• [EXERCISE PROMPT]
Set down the listing below verbatim, but only from its first line through the line containing "embedded as SVG".

== SOURCE MATERIAL ==

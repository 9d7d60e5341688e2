//! Inline export: one self-contained HTML file per document.

use std::fs;
use std::path::{Path, PathBuf};

use folio_diagrams::{DiagramRenderer, SubstitutionPolicy};
use folio_document::{AssetTarget, Document, rewrite_assets};
use folio_renderer::UriPolicy;

use crate::page::render_document;
use crate::{BatchReport, BundleError, DocumentReport};

/// Writes `<output_dir>/<slug>.html` for each document.
///
/// Images point at their published URLs and diagrams are embedded as SVG
/// data URIs. The output directory is created if missing and never cleared.
pub struct InlineExporter {
    output_dir: PathBuf,
    target: AssetTarget,
    diagrams: DiagramRenderer,
}

impl InlineExporter {
    #[must_use]
    pub fn new(output_dir: PathBuf, target: AssetTarget, diagrams: DiagramRenderer) -> Self {
        Self {
            output_dir,
            target,
            diagrams,
        }
    }

    /// Export every document, collecting per-document results.
    ///
    /// # Errors
    ///
    /// Returns [`BundleError::Io`] if the output directory cannot be created.
    /// Per-document errors are recorded in the report instead.
    pub fn run(&self, paths: &[PathBuf]) -> Result<BatchReport, BundleError> {
        fs::create_dir_all(&self.output_dir).map_err(|e| BundleError::io(&self.output_dir, e))?;

        let mut report = BatchReport::default();
        for path in paths {
            report.record(path, self.export(path));
        }
        Ok(report)
    }

    /// Export a single document.
    ///
    /// # Errors
    ///
    /// Fails on unreadable or malformed documents, on diagram failures when
    /// the renderer's failure policy is `Fail`, and on write errors.
    pub fn export(&self, path: &Path) -> Result<DocumentReport, BundleError> {
        let mut doc = Document::load(path)?;
        let rewritten = rewrite_assets(&doc, &self.target);
        let outcome = self
            .diagrams
            .process(&rewritten.body, path, &SubstitutionPolicy::Inline)?;

        let warnings = outcome
            .failures
            .iter()
            .map(|f| format!("Diagram {} kept as source: {}", f.ordinal + 1, f.message))
            .collect();
        doc.set_body(outcome.body);

        let output_path = self.output_dir.join(format!("{}.html", doc.slug()));
        let page = render_document(&doc, UriPolicy::DataSvg);
        fs::write(&output_path, page).map_err(|e| BundleError::io(&output_path, e))?;
        tracing::info!(
            source = %path.display(),
            output = %output_path.display(),
            "Exported document"
        );

        Ok(DocumentReport {
            source_path: path.to_path_buf(),
            output_path,
            diagrams: outcome.rendered.len(),
            warnings,
        })
    }
}

#[cfg(test)]
mod tests {
    use super::*;
    use crate::testing::{FakeBackend, write_post};
    use folio_diagrams::FailurePolicy;

    fn exporter(output_dir: &Path, backend: FakeBackend) -> InlineExporter {
        InlineExporter::new(
            output_dir.to_path_buf(),
            AssetTarget::Published {
                base_url: "https://heyron.dev/".to_owned(),
                section: "posts".to_owned(),
            },
            DiagramRenderer::new(backend),
        )
    }

    #[test]
    fn test_export_rewrites_images_to_published_urls() {
        let dir = tempfile::tempdir().unwrap();
        let source = write_post(
            dir.path(),
            "my-post",
            "---\ntitle: My Post\n---\n\n![Diagram](./diagram.png)\n",
        );
        let out = dir.path().join("out");

        let report = exporter(&out, FakeBackend::default())
            .run(&[source])
            .unwrap();

        assert!(report.is_success());
        assert_eq!(report.succeeded[0].output_path, out.join("my-post.html"));
        let html = fs::read_to_string(out.join("my-post.html")).unwrap();
        assert!(html.contains("<title>My Post</title>"));
        assert!(html.contains("<h1 class=\"graf graf--h1\">My Post</h1>"));
        assert!(html.contains(r#"src="https://heyron.dev/posts/my-post/diagram.png""#));
    }

    #[test]
    fn test_export_embeds_diagram_as_data_uri() {
        let dir = tempfile::tempdir().unwrap();
        let source = write_post(
            dir.path(),
            "flow",
            "Before\n\n```mermaid\ngraph TD; A-->B\n```\n\nAfter\n",
        );
        let out = dir.path().join("out");

        let report = exporter(&out, FakeBackend::default())
            .run(&[source])
            .unwrap();

        assert_eq!(report.succeeded[0].diagrams, 1);
        let html = fs::read_to_string(out.join("flow.html")).unwrap();
        assert!(html.contains(r#"src="data:image/svg+xml;base64,"#));
        assert!(!html.contains("language-mermaid"));
    }

    #[test]
    fn test_export_degrades_failed_diagram() {
        let dir = tempfile::tempdir().unwrap();
        let source = write_post(
            dir.path(),
            "flow",
            "```mermaid\ngraph TD; A-->B\n```\n",
        );
        let out = dir.path().join("out");

        let report = exporter(&out, FakeBackend::failing())
            .run(&[source])
            .unwrap();

        assert!(report.is_success());
        assert_eq!(report.warning_count(), 1);
        assert!(report.succeeded[0].warnings[0].starts_with("Diagram 1 kept as source"));
        let html = fs::read_to_string(out.join("flow.html")).unwrap();
        assert!(html.contains("language-mermaid"));
        assert!(html.contains("graph TD; A--&gt;B"));
    }

    #[test]
    fn test_export_fail_policy_fails_document() {
        let dir = tempfile::tempdir().unwrap();
        let source = write_post(dir.path(), "flow", "```mermaid\ngraph TD; A-->B\n```\n");
        let out = dir.path().join("out");
        let exporter = InlineExporter::new(
            out.clone(),
            AssetTarget::Published {
                base_url: "https://heyron.dev".to_owned(),
                section: "posts".to_owned(),
            },
            DiagramRenderer::new(FakeBackend::failing()).failure_policy(FailurePolicy::Fail),
        );

        let report = exporter.run(&[source]).unwrap();

        assert_eq!(report.failed.len(), 1);
        assert!(report.failed[0].message.contains("diagram 1 failed to render"));
        assert!(!out.join("flow.html").exists());
    }

    #[test]
    fn test_export_continues_past_bad_document() {
        let dir = tempfile::tempdir().unwrap();
        let bad = write_post(dir.path(), "bad", "---\ntitle: [unclosed\n---\nBody\n");
        let good = write_post(dir.path(), "good", "Body\n");
        let out = dir.path().join("out");

        let report = exporter(&out, FakeBackend::default())
            .run(&[bad, good])
            .unwrap();

        assert_eq!(report.failed.len(), 1);
        assert_eq!(report.succeeded.len(), 1);
        assert!(out.join("good.html").exists());
        assert!(!out.join("bad.html").exists());
    }

    #[test]
    fn test_export_rerun_is_byte_identical() {
        let dir = tempfile::tempdir().unwrap();
        let source = write_post(
            dir.path(),
            "flow",
            "---\ntitle: Flow\ntldr: Short\n---\n\n![Shot](shot.png)\n\n\
             ```mermaid\ngraph TD; A-->B\n```\n",
        );
        let out = dir.path().join("out");
        let exporter = exporter(&out, FakeBackend::default());

        exporter.run(std::slice::from_ref(&source)).unwrap();
        let first = fs::read(out.join("flow.html")).unwrap();
        exporter.run(&[source]).unwrap();
        let second = fs::read(out.join("flow.html")).unwrap();

        assert_eq!(first, second);
    }
}
//! Image path rewriting.
//!
//! Relative image targets in markdown (`![alt](path "title")`) and raw HTML
//! (`<img src="path">`) are rewritten for the chosen output form. Network
//! URLs, protocol-relative URLs, `data:` URIs, other schemes and
//! root-absolute paths are left byte-identical.

use std::ops::Range;
use std::path::{Path, PathBuf};
use std::sync::LazyLock;

use regex::Regex;

use crate::Document;

/// `![alt](target "title")`
static MARKDOWN_IMAGE: LazyLock<Regex> = LazyLock::new(|| {
    Regex::new(r#"!\[[^\]]*\]\(\s*(?P<target>[^\s)]+)(?:\s+"[^"]*")?\s*\)"#).unwrap()
});

/// `<img ... src="target">` or `src='target'`.
static HTML_IMAGE: LazyLock<Regex> = LazyLock::new(|| {
    Regex::new(r#"(?i)<img\b[^>]*?\ssrc\s*=\s*(?:"(?P<dq>[^"]*)"|'(?P<sq>[^']*)')"#).unwrap()
});

/// `scheme:` prefix per RFC 3986.
static URI_SCHEME: LazyLock<Regex> =
    LazyLock::new(|| Regex::new(r"^[A-Za-z][A-Za-z0-9+.\-]*:").unwrap());

/// Where rewritten image targets should point.
#[derive(Debug, Clone, PartialEq, Eq)]
pub enum AssetTarget {
    /// Absolute URLs on the published site:
    /// `{base_url}/{section}/{slug}/{relative path}`.
    Published {
        /// Site base URL; a trailing `/` is ignored.
        base_url: String,
        /// Section path segment (e.g. `posts`).
        section: String,
    },
    /// Bundle-relative paths: `images/{file name}`.
    Bundle,
}

/// A local image a document depends on.
#[derive(Debug, Clone, PartialEq, Eq)]
pub struct ImageReference {
    /// Source file, resolved against the document's directory.
    pub source_path: PathBuf,
    /// File name inside the bundle's `images/` directory.
    pub target_filename: String,
}

/// Rewritten body and the local images it references.
#[derive(Debug, Clone, PartialEq, Eq)]
pub struct RewriteResult {
    pub body: String,
    pub references: Vec<ImageReference>,
}

/// Rewrite relative image targets in a document's body.
///
/// Pure: the filesystem is never touched and nothing is shared between
/// documents. References are returned in body order, one per rewritten
/// occurrence.
#[must_use]
pub fn rewrite_assets(doc: &Document, target: &AssetTarget) -> RewriteResult {
    rewrite_body(doc.body(), doc.source_dir(), doc.slug(), target)
}

fn rewrite_body(body: &str, source_dir: &Path, slug: &str, target: &AssetTarget) -> RewriteResult {
    let mut spans: Vec<Range<usize>> = MARKDOWN_IMAGE
        .captures_iter(body)
        .filter_map(|caps| caps.name("target").map(|m| m.range()))
        .collect();
    spans.extend(HTML_IMAGE.captures_iter(body).filter_map(|caps| {
        caps.name("dq")
            .or_else(|| caps.name("sq"))
            .map(|m| m.range())
    }));
    spans.sort_by_key(|span| span.start);

    let mut out = String::with_capacity(body.len());
    let mut references = Vec::new();
    let mut cursor = 0;

    for span in spans {
        if span.start < cursor {
            continue;
        }
        let original = &body[span.clone()];
        let Some(relative) = local_path(original) else {
            continue;
        };
        let Some(filename) = Path::new(relative).file_name() else {
            continue;
        };
        let filename = filename.to_string_lossy().into_owned();

        let rewritten = match target {
            AssetTarget::Published { base_url, section } => format!(
                "{}/{}/{slug}/{relative}",
                base_url.trim_end_matches('/'),
                section.trim_matches('/'),
            ),
            AssetTarget::Bundle => format!("images/{filename}"),
        };

        out.push_str(&body[cursor..span.start]);
        out.push_str(&rewritten);
        cursor = span.end;

        references.push(ImageReference {
            source_path: source_dir.join(relative),
            target_filename: filename,
        });
    }
    out.push_str(&body[cursor..]);

    if !references.is_empty() {
        tracing::debug!(slug, count = references.len(), "Rewrote image paths");
    }

    RewriteResult {
        body: out,
        references,
    }
}

/// Return the document-relative path for a local target, or `None` if the
/// target must be left alone.
fn local_path(target: &str) -> Option<&str> {
    if target.is_empty()
        || target.starts_with("//")
        || target.starts_with('/')
        || target.starts_with('#')
        || URI_SCHEME.is_match(target)
    {
        return None;
    }
    let relative = target.trim_start_matches("./");
    if relative.is_empty() || relative.ends_with('/') {
        return None;
    }
    Some(relative)
}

===

• [SOLUTION TO THIS EXERCISE]
repository 9d7d60e5341688e2
//! Inline export: one self-contained HTML file per document.

use std::fs;
use std::path::{Path, PathBuf};

use folio_diagrams::{DiagramRenderer, SubstitutionPolicy};
use folio_document::{AssetTarget, Document, rewrite_assets};
use folio_renderer::UriPolicy;

use crate::page::render_document;
use crate::{BatchReport, BundleError, DocumentReport};

/// Writes `<output_dir>/<slug>.html` for each document.
///
/// Images point at their published URLs and diagrams are embedded as SVG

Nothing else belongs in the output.